**PROBLEM DESCRIPTION**.
Copy out every line of the records where the string "thresholds" occurs.

**Stored items**.
###

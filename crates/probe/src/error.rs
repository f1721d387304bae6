use std::time::Duration;

/// Represents all possible errors that can occur in this crate.
#[derive(Debug, thiserror::Error)]
pub enum Error {
    /// The helper program could not be started.
    #[error("Failed to spawn `{program}`: {source}")]
    SpawnFailed {
        program: &'static str,
        #[source]
        source: std::io::Error,
    },

    /// The helper program did not finish in time and was killed.
    #[error("`{program}` did not finish within {after:?}")]
    Timeout {
        program: &'static str,
        after: Duration,
    },

    /// The helper program exited with a non-zero status.
    #[error("`{program}` failed with {status}: {stderr}")]
    CommandFailed {
        program: &'static str,
        status: std::process::ExitStatus,
        stderr: String,
    },

    /// The unit name would not be passed to systemctl as a plain argument.
    #[error("Invalid service name: {0:?}")]
    InvalidServiceName(String),
}
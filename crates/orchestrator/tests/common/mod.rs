#![forbid(unsafe_code)]
#![allow(dead_code)]

use async_trait::async_trait;
use chrono::{DateTime, TimeZone, Utc};
use config::Config;
use orchestrator::domain::{AlertRecord, HostDetails, NetworkCounters, Snapshot};
use orchestrator::{
    Error, ManualClock, MemoryRepository, MonitorEngine, Platform, RollingStore, Services,
    StatusReport, StatusTarget, Transport,
};
use parking_lot::Mutex;
use probe::{ServiceState, ServiceStatus};
use std::sync::Arc;
use std::sync::atomic::{AtomicBool, AtomicUsize, Ordering};

pub fn start() -> DateTime<Utc> {
    Utc.with_ymd_and_hms(2024, 5, 1, 12, 0, 0).unwrap()
}

#[derive(Debug, Clone, Copy, Default)]
pub struct Readings {
    pub cpu: f64,
    pub memory: f64,
    pub disk: f64,
    pub temperature: f64,
}

#[derive(Debug, Default)]
struct PlatformState {
    readings: Mutex<Readings>,
    counters: Mutex<NetworkCounters>,
    snapshots: AtomicUsize,
    restarts: Mutex<Vec<String>>,
    restart_fails: AtomicBool,
}

/// Platform returning whatever readings the test set last.
#[derive(Debug, Clone, Default)]
pub struct ScriptedPlatform {
    state: Arc<PlatformState>,
}

impl ScriptedPlatform {
    pub fn set_readings(&self, readings: Readings) {
        *self.state.readings.lock() = readings;
    }

    pub fn set_counters(&self, counters: NetworkCounters) {
        *self.state.counters.lock() = counters;
    }

    pub fn fail_restarts(&self) {
        self.state.restart_fails.store(true, Ordering::SeqCst);
    }

    pub fn snapshots(&self) -> usize {
        self.state.snapshots.load(Ordering::SeqCst)
    }

    pub fn restarts(&self) -> Vec<String> {
        self.state.restarts.lock().clone()
    }
}

#[async_trait]
impl Platform for ScriptedPlatform {
    async fn snapshot(&mut self, now: DateTime<Utc>) -> Snapshot {
        self.state.snapshots.fetch_add(1, Ordering::SeqCst);
        let readings = *self.state.readings.lock();
        Snapshot {
            timestamp: now,
            cpu_percent: readings.cpu,
            memory_percent: readings.memory,
            disk_percent: readings.disk,
            temperature_celsius: readings.temperature,
        }
    }

    async fn network_counters(&mut self) -> NetworkCounters {
        *self.state.counters.lock()
    }

    async fn details(&mut self, _config: &Config) -> HostDetails {
        HostDetails::default()
    }

    async fn service_status(&mut self, name: &str) -> ServiceStatus {
        ServiceStatus {
            name: name.to_string(),
            state: ServiceState::Running,
        }
    }

    async fn restart_service(&mut self, name: &str) -> Result<(), Error> {
        self.state.restarts.lock().push(name.to_string());
        if self.state.restart_fails.load(Ordering::SeqCst) {
            return Err(Error::Probe(probe::Error::InvalidServiceName(
                name.to_string(),
            )));
        }
        Ok(())
    }
}

#[derive(Debug, Default)]
struct TransportState {
    published: Mutex<Vec<(StatusTarget, StatusReport)>>,
    notified: Mutex<Vec<(u64, AlertRecord)>>,
}

/// Transport that keeps everything it is asked to deliver.
#[derive(Debug, Clone, Default)]
pub struct RecordingTransport {
    state: Arc<TransportState>,
}

impl RecordingTransport {
    pub fn published(&self) -> Vec<(StatusTarget, StatusReport)> {
        self.state.published.lock().clone()
    }

    pub fn publish_count(&self) -> usize {
        self.state.published.lock().len()
    }

    pub fn notified(&self) -> Vec<(u64, AlertRecord)> {
        self.state.notified.lock().clone()
    }
}

#[async_trait]
impl Transport for RecordingTransport {
    async fn ready(&self) {}

    async fn publish_status(
        &self,
        report: &StatusReport,
        target: StatusTarget,
    ) -> Result<(), Error> {
        self.state.published.lock().push((target, report.clone()));
        Ok(())
    }

    async fn notify(&self, channel_id: u64, alert: &AlertRecord) -> Result<(), Error> {
        self.state.notified.lock().push((channel_id, alert.clone()));
        Ok(())
    }
}

pub struct Harness {
    pub platform: ScriptedPlatform,
    pub transport: RecordingTransport,
    pub clock: Arc<ManualClock>,
    pub repo: MemoryRepository,
}

impl Harness {
    pub fn new() -> Self {
        Self {
            platform: ScriptedPlatform::default(),
            transport: RecordingTransport::default(),
            clock: Arc::new(ManualClock::new(start())),
            repo: MemoryRepository::new(),
        }
    }

    pub fn engine(&self, config: Config) -> MonitorEngine {
        let services = Services {
            platform: Box::new(self.platform.clone()),
            transport: Box::new(self.transport.clone()),
            clock: Box::new(self.clock.clone()),
        };
        let store = RollingStore::empty(Box::new(self.repo.clone()));
        MonitorEngine::new(config, services, store)
    }
}

/// Configuration where actor 1 is an admin.
pub fn admin_config() -> Config {
    Config {
        admin_user_ids: vec![1],
        ..Config::default()
    }
}

pub fn admin() -> config::Actor {
    config::Actor {
        id: 1,
        name: "alice".into(),
        role_ids: Vec::new(),
    }
}

pub fn guest() -> config::Actor {
    config::Actor {
        id: 2,
        name: "bob".into(),
        role_ids: Vec::new(),
    }
}
use clap::Parser;
use clap_verbosity_flag::{Verbosity, WarnLevel};
use std::path::{Path, PathBuf};

/// statbot: host metrics monitor with threshold alerts
///
/// statbot samples CPU, memory, disk, network and temperature readings on a
/// fixed period, keeps a rolling history of them and raises alerts when a
/// reading crosses its configured threshold. Commands are read from stdin.
#[derive(Debug, Parser, Clone)]
#[command(about, long_about, version)]
pub struct Cli {
    /// Path to configuration file.
    ///
    /// Defaults are used when omitted. Accepted configuration changes are
    /// written back to this file.
    #[arg(short, long, value_parser = validate_file)]
    pub conffile: Option<PathBuf>,

    /// File holding history, alerts and audit logs.
    ///
    /// Overrides `state_path` from the configuration file.
    #[arg(short, long)]
    pub statefile: Option<PathBuf>,

    /// Do not read commands from stdin.
    #[arg(long)]
    pub no_console: bool,

    #[command(flatten)]
    pub verbosity: Verbosity<WarnLevel>,
}

/// Check if the file exists.
#[inline(always)]
fn validate_file(file: &str) -> Result<PathBuf, String> {
    let path = Path::new(file);
    if path.is_file() {
        Ok(path.to_owned())
    } else {
        Err(format!("File not found: {:?}", path))
    }
}
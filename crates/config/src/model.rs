#![forbid(unsafe_code)]

use crate::color::Color;
use crate::display::{ColorMode, ViewMode};
use crate::error::Error;
use crate::thresholds::Thresholds;
use crate::update::INTERVAL_RANGE;
use figment::Figment;
use figment::providers::{Format, Json, Serialized};
use serde::{Deserialize, Serialize};
use serde_with::serde_as;
use std::path::{Path, PathBuf};
use std::time::Duration;

#[serde_as]
#[derive(Debug, Clone, Serialize, Deserialize, PartialEq)]
#[serde(default)]
pub struct Config {
    /// Channel the status message is published to.
    pub channel_id: u64,

    /// Sampling period in seconds.
    #[serde_as(as = "serde_with::DurationSeconds")]
    pub update_interval: Duration,

    /// Colour used when `color_mode` is static.
    pub embed_color: Color,

    pub admin_role_ids: Vec<u64>,

    pub admin_user_ids: Vec<u64>,

    /// Channel alerts are forwarded to. Zero disables forwarding; alerts are
    /// still recorded.
    pub alert_channel_id: u64,

    pub thresholds: Thresholds,

    pub view_mode: ViewMode,

    pub color_mode: ColorMode,

    pub enable_alerts: bool,

    pub monitor_docker: bool,

    pub monitor_services: Vec<String>,

    /// Minimum time between two alerts of the same kind.
    #[serde_as(as = "serde_with::DurationSeconds")]
    pub alert_cooldown: Duration,

    /// File holding history, alerts and audit logs.
    pub state_path: PathBuf,

    /// Identity used for commands typed on the console.
    pub console_actor: Actor,
}

impl Default for Config {
    fn default() -> Self {
        Self {
            channel_id: 0,
            update_interval: Duration::from_secs(30),
            embed_color: Color::default(),
            admin_role_ids: Vec::new(),
            admin_user_ids: Vec::new(),
            alert_channel_id: 0,
            thresholds: Thresholds::default(),
            view_mode: ViewMode::default(),
            color_mode: ColorMode::default(),
            enable_alerts: true,
            monitor_docker: false,
            monitor_services: Vec::new(),
            alert_cooldown: Duration::from_secs(300),
            state_path: PathBuf::from("monitor_data.json"),
            console_actor: Actor::default(),
        }
    }
}

/// Author of a command as reported by the messaging transport.
#[derive(Debug, Clone, Serialize, Deserialize, PartialEq, Eq, Default)]
#[serde(default)]
pub struct Actor {
    pub id: u64,
    pub name: String,
    pub role_ids: Vec<u64>,
}

impl Config {
    pub fn new() -> Self {
        Self::default()
    }

    /// Load the configuration from a JSON file, filling missing keys with
    /// defaults. An `update_interval` outside 10..=300 seconds is rejected.
    pub fn load(path: impl AsRef<Path>) -> Result<Self, Error> {
        let path = path.as_ref();
        if path.is_dir() {
            return Err(Error::InvalidPath(path.to_owned()));
        }
        let config: Config = Figment::from(Serialized::defaults(Config::default()))
            .merge(Json::file(path))
            .extract()?;
        config.validate()?;
        Ok(config)
    }

    pub fn validate(&self) -> Result<(), Error> {
        let secs = self.update_interval.as_secs();
        if self.update_interval.subsec_nanos() != 0 || !INTERVAL_RANGE.contains(&secs) {
            return Err(Error::InvalidInterval(secs));
        }
        Ok(())
    }

    /// Write the configuration as pretty-printed JSON.
    pub fn save(&self, path: impl AsRef<Path>) -> Result<(), Error> {
        let path = path.as_ref();
        let mut json = serde_json::to_string_pretty(self)?;
        json.push('\n');
        std::fs::write(path, json)?;
        Ok(())
    }

    pub fn alert_channel(&self) -> Option<u64> {
        (self.alert_channel_id != 0).then_some(self.alert_channel_id)
    }

    pub fn is_admin(&self, actor: &Actor) -> bool {
        self.admin_user_ids.contains(&actor.id)
            || actor
                .role_ids
                .iter()
                .any(|role| self.admin_role_ids.contains(role))
    }
}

###

**YOUR SOLUTION**.
use crate::thresholds::Thresholds;
    pub thresholds: Thresholds,
            thresholds: Thresholds::default(),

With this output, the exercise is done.